The idea that women make better parents than men, and that men have to be dragged kicking and screaming into parenthood, is underpinned by a number of myths.
MYTH ONE: Men don't want children as much as women do
Early on, men do lag behind women in wanting children: girls in their teens are more likely to want children than teenage boys – and so it continues into the 30s. But by the age of 40 everything has changed: there’s a catch up in men’s desire to have children; so by this age just as many men as women think that having children is very important.
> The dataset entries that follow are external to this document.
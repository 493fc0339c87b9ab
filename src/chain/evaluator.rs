//! Chain evaluator
//!
//! Runs named steps in order, binding each value into an [`Environment`].
//! The first step whose value is null or fails the [`FailurePredicate`]
//! stops the chain and becomes the result. Otherwise the final expression
//! runs against every binding.

use super::environment::Environment;
use super::predicate::{is_short_circuit, FailurePredicate};
use serde_json::Value;
use std::convert::Infallible;
use std::fmt;

/// Boxed step body
pub type StepFn<'a, E> = Box<dyn FnOnce(&Environment) -> Result<Value, E> + 'a>;

/// A named computation in a chain
pub struct Step<'a, E = Infallible> {
    name: String,
    expr: StepFn<'a, E>,
}

impl<'a, E> Step<'a, E> {
    /// Create a step that cannot fail
    pub fn new<F>(name: impl Into<String>, f: F) -> Self
    where
        F: FnOnce(&Environment) -> Value + 'a,
    {
        Self {
            name: name.into(),
            expr: Box::new(move |env: &Environment| Ok(f(env))),
        }
    }

    /// Create a step whose body may return an error
    pub fn fallible<F>(name: impl Into<String>, f: F) -> Self
    where
        F: FnOnce(&Environment) -> Result<Value, E> + 'a,
    {
        Self {
            name: name.into(),
            expr: Box::new(f),
        }
    }

    pub fn name(&self) -> &str {
        &self.name
    }
}

impl<E> fmt::Debug for Step<'_, E> {
    fn fmt(&self, f: &mut fmt::Formatter<'_>) -> fmt::Result {
        f.debug_struct("Step").field("name", &self.name).finish()
    }
}

/// How a chain ended
#[derive(Debug, Clone, PartialEq)]
pub enum Outcome {
    /// Every step passed; holds the final expression's value
    Completed(Value),
    /// A step stopped the chain; holds the culprit value
    ShortCircuited {
        step: String,
        index: usize,
        value: Value,
    },
}

impl Outcome {
    /// The returned value, whichever way the chain ended
    pub fn value(&self) -> &Value {
        match self {
            Outcome::Completed(value) | Outcome::ShortCircuited { value, .. } => value,
        }
    }

    pub fn into_value(self) -> Value {
        match self {
            Outcome::Completed(value) | Outcome::ShortCircuited { value, .. } => value,
        }
    }

    pub fn is_short_circuit(&self) -> bool {
        matches!(self, Outcome::ShortCircuited { .. })
    }
}

/// Evaluate `steps` in order, then `final_expr`.
///
/// Returns the first short-circuiting step value, or the final value.
/// Errors from step bodies or the final expression are returned as-is.
pub fn evaluate<'a, E, I, F>(
    steps: I,
    final_expr: F,
    predicate: &FailurePredicate<'_>,
    environment: Environment,
) -> Result<Value, E>
where
    I: IntoIterator<Item = Step<'a, E>>,
    F: FnOnce(&Environment) -> Result<Value, E>,
{
    evaluate_outcome(steps, final_expr, predicate, environment).map(Outcome::into_value)
}

/// Like [`evaluate`], but reports which step short-circuited
pub fn evaluate_outcome<'a, E, I, F>(
    steps: I,
    final_expr: F,
    predicate: &FailurePredicate<'_>,
    mut environment: Environment,
) -> Result<Outcome, E>
where
    I: IntoIterator<Item = Step<'a, E>>,
    F: FnOnce(&Environment) -> Result<Value, E>,
{
    for (index, Step { name, expr }) in steps.into_iter().enumerate() {
        let value = expr(&environment)?;

        if is_short_circuit(&value, predicate) {
            log::info!("Chain short-circuited at step {} ({})", index, name);
            return Ok(Outcome::ShortCircuited {
                step: name,
                index,
                value,
            });
        }

        log::debug!("Step {} ({}) bound", index, name);
        environment.bind(name, value);
    }

    let value = final_expr(&environment)?;
    log::debug!("Chain completed with {} bindings", environment.len());
    Ok(Outcome::Completed(value))
}

/// Builder for a chain of steps
pub struct Chain<'a, E = Infallible> {
    steps: Vec<Step<'a, E>>,
    predicate: FailurePredicate<'a>,
    bindings: Environment,
}

impl<'a> Chain<'a, Infallible> {
    /// Create a chain whose steps cannot fail
    pub fn new() -> Self {
        Self::fallible()
    }

    /// Evaluate the chain, returning the culprit or the final value
    pub fn run<F>(self, final_expr: F) -> Value
    where
        F: FnOnce(&Environment) -> Value,
    {
        self.outcome(final_expr).into_value()
    }

    /// Evaluate the chain, reporting how it ended
    pub fn outcome<F>(self, final_expr: F) -> Outcome
    where
        F: FnOnce(&Environment) -> Value,
    {
        match self.try_outcome(|env| Ok(final_expr(env))) {
            Ok(outcome) => outcome,
            Err(never) => match never {},
        }
    }
}

impl Default for Chain<'_, Infallible> {
    fn default() -> Self {
        Self::new()
    }
}

impl<'a, E> Chain<'a, E> {
    /// Create a chain whose steps may return `E`
    pub fn fallible() -> Self {
        Self {
            steps: Vec::new(),
            predicate: FailurePredicate::default(),
            bindings: Environment::empty(),
        }
    }

    /// Start from existing bindings instead of an empty environment
    pub fn with_bindings(mut self, bindings: Environment) -> Self {
        self.bindings = bindings;
        self
    }

    /// Replace the failure predicate
    pub fn predicate(mut self, predicate: FailurePredicate<'a>) -> Self {
        self.predicate = predicate;
        self
    }

    /// Use a sentinel-key predicate with `key`
    pub fn sentinel(self, key: impl Into<String>) -> Self {
        self.predicate(FailurePredicate::sentinel(key))
    }

    /// Append a step that cannot fail
    pub fn step<F>(mut self, name: impl Into<String>, f: F) -> Self
    where
        F: FnOnce(&Environment) -> Value + 'a,
    {
        self.steps.push(Step::new(name, f));
        self
    }

    /// Append a step whose body may return an error
    pub fn try_step<F>(mut self, name: impl Into<String>, f: F) -> Self
    where
        F: FnOnce(&Environment) -> Result<Value, E> + 'a,
    {
        self.steps.push(Step::fallible(name, f));
        self
    }

    /// Append a prepared step
    pub fn push(&mut self, step: Step<'a, E>) {
        self.steps.push(step);
    }

    pub fn len(&self) -> usize {
        self.steps.len()
    }

    pub fn is_empty(&self) -> bool {
        self.steps.is_empty()
    }

    /// Step names in evaluation order
    pub fn step_names(&self) -> Vec<&str> {
        self.steps.iter().map(Step::name).collect()
    }

    /// Evaluate with a fallible final expression
    pub fn try_run<F>(self, final_expr: F) -> Result<Value, E>
    where
        F: FnOnce(&Environment) -> Result<Value, E>,
    {
        self.try_outcome(final_expr).map(Outcome::into_value)
    }

    /// Evaluate with a fallible final expression, reporting how it ended
    pub fn try_outcome<F>(self, final_expr: F) -> Result<Outcome, E>
    where
        F: FnOnce(&Environment) -> Result<Value, E>,
    {
        evaluate_outcome(self.steps, final_expr, &self.predicate, self.bindings)
    }
}

impl<E> fmt::Debug for Chain<'_, E> {
    fn fmt(&self, f: &mut fmt::Formatter<'_>) -> fmt::Result {
        f.debug_struct("Chain")
            .field("steps", &self.steps)
            .field("predicate", &self.predicate)
            .field("bindings", &self.bindings)
            .finish()
    }
}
Maybe men are less keen on the idea early on because they worry more about the financial costs: both dads and mums tend to regard fathers as having a greater duty to support their children financially – even if the mum is in fact the main breadwinner.
MYTH TWO: Men are insensitive to babies
Wrong. Dads can be super-sensitive to babies – and just as sensitive as mothers. For example:
- Men’s hearts race as fast as women’s when they hear a baby scream.
- Fathers can recognise their own infants, blindfold, just by touching their hands – after only an hour spent cuddling them.
- When a man bottle-feeds an infant, he does so just as sensitively as a woman – and the baby drinks the same amount of milk.
Men are just as capable of sensitive parenting – like women, they just need practice.
MYTH THREE: Mums are naturally better at caring for children
Wrong. Both sexes are equally ham-fisted to start with. But new mums are on a steep learning curve, spending many hours on their own early on, developing their childcare skills, often with great support from health professionals, family and friends.
The average dad spends less time than his partner on hands-on caring (and there’s little support out there for those who buck the trend and do the lion’s share). But when men and women are able to spend the same amount of time looking after babies, and are given the same support, they develop childcare skills at exactly the same rate.
MYTH FOUR: Dads don't make much difference
Wrong. Young children with involved dads fit in better at nursery and school, have higher IQs and fewer behaviour problems. They make friends more easily, are better able to understand how other people feel and are more likely to get good school results.
Later, they tend to have more contented love lives and better mental health, and to be less likely to get into trouble with the police. All this is true for girls as much as for boys. And it’s still important when parents have separated.
MYTH FIVE: Dads hardly ever look after children
Wrong. Even though they work much longer hours, British fathers do one-quarter of the parental childcare during the average working week (about two hours a day), much more at weekends, and one third when their partners work.
Britain’s dads do eight times more childcare than their fathers did 30 years ago – and the gap between mothers’ and fathers’ input is narrowing every year. And when mums work, who’s the most likely to care for the children? Nursery? Childminder? Granny & Grandpa? No – it’s dad!
MYTH SIX: Men can't multitask
Wrong. Research shows clearly that men are just as good at multi-tasking as women (think about it: does a bartender multi-task? Can a computer-freak with eight applications open at once dodge between them? Of course!)
Men may be less likely than women to multi-task at home, but that’s not due to any kind of biological inferiority. It’s more likely to be that they’re in a support-role (managers generally multi-task more often than support staff) or that they’re not totally confident about the task in hand, and need to focus on it.
Prepared by Jeremy Davies of the Fatherhood Institute.